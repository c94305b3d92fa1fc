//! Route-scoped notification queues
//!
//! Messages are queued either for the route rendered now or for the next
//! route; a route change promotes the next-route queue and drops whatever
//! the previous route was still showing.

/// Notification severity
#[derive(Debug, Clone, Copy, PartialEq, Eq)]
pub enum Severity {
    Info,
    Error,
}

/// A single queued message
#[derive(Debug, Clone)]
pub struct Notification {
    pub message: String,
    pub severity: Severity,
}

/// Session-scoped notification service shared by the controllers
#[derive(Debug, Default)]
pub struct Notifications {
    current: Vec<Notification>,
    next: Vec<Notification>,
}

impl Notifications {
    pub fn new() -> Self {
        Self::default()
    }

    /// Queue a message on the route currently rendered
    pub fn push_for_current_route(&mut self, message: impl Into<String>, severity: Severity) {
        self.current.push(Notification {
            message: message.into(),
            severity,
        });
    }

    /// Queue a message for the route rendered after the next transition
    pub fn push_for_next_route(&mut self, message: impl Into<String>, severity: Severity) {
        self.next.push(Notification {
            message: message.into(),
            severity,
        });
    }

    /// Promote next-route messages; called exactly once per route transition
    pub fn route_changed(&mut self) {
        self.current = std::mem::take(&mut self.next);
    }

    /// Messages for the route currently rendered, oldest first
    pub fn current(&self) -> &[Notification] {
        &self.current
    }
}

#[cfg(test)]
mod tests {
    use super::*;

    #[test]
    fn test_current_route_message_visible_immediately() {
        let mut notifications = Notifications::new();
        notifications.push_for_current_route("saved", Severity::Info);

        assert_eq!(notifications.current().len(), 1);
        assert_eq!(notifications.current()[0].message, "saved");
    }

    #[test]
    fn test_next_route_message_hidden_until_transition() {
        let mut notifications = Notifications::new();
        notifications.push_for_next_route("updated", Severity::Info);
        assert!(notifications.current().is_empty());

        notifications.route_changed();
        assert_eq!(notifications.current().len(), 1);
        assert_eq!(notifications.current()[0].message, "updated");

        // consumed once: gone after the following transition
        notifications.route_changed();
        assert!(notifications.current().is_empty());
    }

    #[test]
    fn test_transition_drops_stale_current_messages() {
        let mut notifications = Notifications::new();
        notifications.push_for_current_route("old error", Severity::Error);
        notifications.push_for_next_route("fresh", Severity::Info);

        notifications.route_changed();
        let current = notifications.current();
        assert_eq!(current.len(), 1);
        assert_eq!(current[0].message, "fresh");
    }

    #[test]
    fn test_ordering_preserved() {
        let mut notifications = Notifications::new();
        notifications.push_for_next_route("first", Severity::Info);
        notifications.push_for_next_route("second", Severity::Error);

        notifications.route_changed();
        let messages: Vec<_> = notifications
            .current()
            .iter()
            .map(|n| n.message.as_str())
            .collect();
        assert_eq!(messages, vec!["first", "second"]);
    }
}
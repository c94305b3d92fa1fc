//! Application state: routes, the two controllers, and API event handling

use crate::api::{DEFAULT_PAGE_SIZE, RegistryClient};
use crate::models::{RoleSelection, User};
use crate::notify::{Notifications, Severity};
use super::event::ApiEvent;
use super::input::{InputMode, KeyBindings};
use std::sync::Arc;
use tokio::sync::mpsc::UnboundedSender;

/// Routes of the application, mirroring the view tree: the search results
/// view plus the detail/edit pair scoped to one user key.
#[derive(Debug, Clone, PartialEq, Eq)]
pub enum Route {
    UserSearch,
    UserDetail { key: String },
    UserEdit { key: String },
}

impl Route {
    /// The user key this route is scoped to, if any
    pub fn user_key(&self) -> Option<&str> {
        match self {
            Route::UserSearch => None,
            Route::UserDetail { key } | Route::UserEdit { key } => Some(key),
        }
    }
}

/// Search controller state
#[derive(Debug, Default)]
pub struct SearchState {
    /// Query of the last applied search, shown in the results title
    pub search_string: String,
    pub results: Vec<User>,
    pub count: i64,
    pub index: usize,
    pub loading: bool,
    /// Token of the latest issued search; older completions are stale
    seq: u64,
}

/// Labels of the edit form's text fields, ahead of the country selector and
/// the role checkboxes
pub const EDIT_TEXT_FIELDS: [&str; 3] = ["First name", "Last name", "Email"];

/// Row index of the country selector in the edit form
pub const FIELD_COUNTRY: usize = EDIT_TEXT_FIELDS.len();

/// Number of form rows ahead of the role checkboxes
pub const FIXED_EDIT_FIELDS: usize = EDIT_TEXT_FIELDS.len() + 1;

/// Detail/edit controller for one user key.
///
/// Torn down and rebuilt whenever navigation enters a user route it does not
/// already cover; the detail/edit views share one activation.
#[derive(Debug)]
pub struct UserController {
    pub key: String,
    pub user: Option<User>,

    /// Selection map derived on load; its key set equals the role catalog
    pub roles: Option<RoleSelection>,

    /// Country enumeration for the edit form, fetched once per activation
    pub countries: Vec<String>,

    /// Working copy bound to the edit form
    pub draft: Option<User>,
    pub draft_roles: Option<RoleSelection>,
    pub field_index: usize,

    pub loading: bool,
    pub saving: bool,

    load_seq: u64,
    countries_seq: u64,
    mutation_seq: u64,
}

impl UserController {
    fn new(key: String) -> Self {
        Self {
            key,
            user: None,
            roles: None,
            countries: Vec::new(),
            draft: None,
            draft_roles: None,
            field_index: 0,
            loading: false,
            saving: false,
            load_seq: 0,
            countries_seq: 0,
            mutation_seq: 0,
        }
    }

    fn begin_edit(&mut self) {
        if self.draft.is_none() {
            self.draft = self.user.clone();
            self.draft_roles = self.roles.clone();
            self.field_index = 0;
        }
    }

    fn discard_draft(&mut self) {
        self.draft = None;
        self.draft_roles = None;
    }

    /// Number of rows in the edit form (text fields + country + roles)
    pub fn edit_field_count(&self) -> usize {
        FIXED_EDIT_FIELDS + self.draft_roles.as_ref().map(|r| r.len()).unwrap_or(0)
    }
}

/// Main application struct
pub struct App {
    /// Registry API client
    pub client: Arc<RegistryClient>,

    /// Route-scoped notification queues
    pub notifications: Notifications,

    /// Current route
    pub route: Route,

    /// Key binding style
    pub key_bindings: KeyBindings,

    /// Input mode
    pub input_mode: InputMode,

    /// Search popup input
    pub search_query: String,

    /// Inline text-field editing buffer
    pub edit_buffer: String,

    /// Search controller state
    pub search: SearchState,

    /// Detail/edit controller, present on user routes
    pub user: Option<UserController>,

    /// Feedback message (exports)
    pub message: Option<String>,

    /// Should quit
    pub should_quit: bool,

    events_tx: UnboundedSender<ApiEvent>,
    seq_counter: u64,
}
++++++++++++++++++++
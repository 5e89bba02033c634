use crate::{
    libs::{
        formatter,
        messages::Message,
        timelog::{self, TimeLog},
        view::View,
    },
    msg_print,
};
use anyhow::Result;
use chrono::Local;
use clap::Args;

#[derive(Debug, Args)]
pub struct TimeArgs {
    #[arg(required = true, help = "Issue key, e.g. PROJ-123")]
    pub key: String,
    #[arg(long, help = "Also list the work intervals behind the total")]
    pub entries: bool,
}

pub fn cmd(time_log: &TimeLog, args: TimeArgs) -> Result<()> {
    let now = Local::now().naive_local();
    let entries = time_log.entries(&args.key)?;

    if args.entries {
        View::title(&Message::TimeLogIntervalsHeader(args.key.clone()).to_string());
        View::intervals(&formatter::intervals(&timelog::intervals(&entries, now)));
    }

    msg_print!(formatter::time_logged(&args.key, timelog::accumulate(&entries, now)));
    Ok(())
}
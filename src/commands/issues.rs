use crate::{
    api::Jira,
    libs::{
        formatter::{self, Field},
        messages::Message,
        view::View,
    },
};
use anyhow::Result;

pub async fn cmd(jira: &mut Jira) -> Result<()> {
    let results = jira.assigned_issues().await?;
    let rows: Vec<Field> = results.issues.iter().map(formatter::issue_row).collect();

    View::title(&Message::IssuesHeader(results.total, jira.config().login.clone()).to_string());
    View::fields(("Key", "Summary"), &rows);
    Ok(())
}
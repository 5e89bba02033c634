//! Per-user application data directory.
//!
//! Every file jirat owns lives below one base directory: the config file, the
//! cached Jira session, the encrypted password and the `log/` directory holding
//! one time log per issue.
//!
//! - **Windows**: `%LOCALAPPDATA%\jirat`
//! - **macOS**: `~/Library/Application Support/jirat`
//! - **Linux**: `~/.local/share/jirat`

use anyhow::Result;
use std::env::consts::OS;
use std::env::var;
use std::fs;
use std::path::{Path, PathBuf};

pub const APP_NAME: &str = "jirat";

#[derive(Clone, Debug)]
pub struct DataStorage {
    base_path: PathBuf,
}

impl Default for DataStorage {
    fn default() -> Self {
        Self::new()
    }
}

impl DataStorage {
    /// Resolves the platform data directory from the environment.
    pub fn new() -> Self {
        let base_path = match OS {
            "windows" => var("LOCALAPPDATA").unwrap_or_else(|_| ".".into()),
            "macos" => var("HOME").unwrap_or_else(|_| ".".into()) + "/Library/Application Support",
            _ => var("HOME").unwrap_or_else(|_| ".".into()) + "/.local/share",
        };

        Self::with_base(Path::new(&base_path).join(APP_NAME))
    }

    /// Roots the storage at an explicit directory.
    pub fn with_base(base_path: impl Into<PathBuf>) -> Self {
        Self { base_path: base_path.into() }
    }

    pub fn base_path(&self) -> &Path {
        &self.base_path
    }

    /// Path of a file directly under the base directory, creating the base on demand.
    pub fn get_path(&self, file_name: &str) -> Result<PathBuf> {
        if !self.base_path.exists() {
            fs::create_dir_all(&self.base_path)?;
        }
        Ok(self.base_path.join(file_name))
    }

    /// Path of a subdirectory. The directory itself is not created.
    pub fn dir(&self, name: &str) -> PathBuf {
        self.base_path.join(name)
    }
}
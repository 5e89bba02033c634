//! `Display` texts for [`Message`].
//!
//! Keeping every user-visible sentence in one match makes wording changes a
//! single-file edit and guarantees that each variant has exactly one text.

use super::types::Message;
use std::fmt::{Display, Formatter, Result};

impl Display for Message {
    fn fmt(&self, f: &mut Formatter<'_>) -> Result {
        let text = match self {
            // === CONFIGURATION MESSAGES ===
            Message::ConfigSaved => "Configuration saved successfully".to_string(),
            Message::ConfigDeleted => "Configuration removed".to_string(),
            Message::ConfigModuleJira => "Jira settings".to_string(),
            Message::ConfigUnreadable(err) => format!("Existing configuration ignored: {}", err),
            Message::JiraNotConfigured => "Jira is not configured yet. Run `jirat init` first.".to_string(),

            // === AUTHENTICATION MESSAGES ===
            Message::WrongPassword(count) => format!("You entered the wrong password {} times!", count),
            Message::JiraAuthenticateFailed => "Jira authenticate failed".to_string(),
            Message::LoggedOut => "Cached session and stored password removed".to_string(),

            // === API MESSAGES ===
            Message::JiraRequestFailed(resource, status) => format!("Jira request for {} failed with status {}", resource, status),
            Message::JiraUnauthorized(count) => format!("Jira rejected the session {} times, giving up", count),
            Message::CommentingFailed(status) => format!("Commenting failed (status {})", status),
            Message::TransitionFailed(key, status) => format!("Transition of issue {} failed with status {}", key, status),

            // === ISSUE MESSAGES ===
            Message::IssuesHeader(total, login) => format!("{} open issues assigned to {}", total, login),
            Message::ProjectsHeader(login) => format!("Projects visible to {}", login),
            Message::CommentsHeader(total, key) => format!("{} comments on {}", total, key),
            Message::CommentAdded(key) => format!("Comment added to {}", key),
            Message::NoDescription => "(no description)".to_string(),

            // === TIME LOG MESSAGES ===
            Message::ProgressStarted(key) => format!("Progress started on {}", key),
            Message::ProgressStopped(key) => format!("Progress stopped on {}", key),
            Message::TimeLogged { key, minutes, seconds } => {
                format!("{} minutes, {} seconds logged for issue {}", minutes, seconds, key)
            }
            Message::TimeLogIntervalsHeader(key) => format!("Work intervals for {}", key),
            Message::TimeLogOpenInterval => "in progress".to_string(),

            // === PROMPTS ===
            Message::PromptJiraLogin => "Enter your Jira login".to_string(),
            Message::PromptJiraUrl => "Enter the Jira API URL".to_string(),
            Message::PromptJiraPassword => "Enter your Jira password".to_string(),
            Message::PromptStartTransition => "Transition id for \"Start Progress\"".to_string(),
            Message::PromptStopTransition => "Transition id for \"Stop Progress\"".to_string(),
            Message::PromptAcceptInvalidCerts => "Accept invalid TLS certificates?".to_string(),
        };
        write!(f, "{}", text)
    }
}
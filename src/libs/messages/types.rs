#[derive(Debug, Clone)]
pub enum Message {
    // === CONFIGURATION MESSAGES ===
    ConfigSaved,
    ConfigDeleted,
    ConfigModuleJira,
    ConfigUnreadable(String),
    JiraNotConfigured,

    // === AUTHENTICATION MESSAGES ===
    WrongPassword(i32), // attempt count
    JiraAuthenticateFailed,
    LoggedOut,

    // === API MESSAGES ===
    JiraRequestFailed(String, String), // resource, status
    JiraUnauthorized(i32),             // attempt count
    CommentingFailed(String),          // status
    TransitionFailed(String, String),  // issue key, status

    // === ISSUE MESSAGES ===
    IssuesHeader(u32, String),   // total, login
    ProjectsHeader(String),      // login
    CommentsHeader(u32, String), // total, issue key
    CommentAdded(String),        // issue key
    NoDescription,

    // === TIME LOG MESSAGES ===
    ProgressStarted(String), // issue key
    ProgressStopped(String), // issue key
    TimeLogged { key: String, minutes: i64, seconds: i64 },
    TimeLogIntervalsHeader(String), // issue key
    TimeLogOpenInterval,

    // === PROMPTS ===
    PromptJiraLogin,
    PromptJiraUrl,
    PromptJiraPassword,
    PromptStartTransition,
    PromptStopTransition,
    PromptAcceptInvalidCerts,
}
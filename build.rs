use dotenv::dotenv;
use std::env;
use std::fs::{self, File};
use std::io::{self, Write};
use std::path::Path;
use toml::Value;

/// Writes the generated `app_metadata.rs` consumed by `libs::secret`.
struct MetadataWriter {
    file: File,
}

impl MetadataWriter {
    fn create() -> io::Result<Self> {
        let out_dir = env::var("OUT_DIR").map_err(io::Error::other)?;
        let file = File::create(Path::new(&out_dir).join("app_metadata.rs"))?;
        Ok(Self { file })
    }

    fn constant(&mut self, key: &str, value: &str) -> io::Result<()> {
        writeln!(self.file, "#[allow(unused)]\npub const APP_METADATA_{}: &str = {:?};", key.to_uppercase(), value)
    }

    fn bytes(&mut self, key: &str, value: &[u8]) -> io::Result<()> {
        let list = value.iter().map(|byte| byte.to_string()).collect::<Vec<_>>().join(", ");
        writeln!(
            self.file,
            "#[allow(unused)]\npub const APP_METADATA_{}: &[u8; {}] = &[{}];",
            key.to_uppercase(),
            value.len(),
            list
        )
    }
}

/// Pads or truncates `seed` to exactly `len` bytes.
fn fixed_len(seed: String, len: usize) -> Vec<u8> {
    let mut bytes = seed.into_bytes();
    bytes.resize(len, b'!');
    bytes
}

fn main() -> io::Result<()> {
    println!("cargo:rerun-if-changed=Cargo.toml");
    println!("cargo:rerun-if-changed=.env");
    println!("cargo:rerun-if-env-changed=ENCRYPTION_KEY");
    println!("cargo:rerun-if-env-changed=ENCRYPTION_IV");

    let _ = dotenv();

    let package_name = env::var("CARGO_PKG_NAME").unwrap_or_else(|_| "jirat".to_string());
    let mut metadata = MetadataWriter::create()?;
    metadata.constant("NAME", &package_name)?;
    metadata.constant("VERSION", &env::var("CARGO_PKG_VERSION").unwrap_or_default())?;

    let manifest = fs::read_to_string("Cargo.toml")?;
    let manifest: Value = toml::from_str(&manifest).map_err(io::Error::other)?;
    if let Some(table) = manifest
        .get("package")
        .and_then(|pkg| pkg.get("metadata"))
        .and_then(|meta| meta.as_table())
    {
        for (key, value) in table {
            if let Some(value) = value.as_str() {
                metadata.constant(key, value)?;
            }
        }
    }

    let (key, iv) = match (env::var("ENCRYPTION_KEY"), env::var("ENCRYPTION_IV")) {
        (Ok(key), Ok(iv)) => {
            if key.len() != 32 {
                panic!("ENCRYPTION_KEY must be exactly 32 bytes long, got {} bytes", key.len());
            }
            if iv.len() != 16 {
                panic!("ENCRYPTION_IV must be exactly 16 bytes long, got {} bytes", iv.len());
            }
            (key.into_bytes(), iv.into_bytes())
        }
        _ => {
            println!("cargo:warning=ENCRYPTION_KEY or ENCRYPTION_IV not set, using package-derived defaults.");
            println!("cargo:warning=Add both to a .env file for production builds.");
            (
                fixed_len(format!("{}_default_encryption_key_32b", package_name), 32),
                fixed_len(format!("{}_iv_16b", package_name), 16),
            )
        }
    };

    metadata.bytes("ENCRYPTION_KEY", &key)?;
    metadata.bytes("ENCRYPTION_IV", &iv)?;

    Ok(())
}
++++++++++++++++++++
EXERCISE OBJECTIVE: Across the whole listing above, tally each line where the string "results" occurs, and give the number and nothing more.

WRITTEN SOLUTION: 6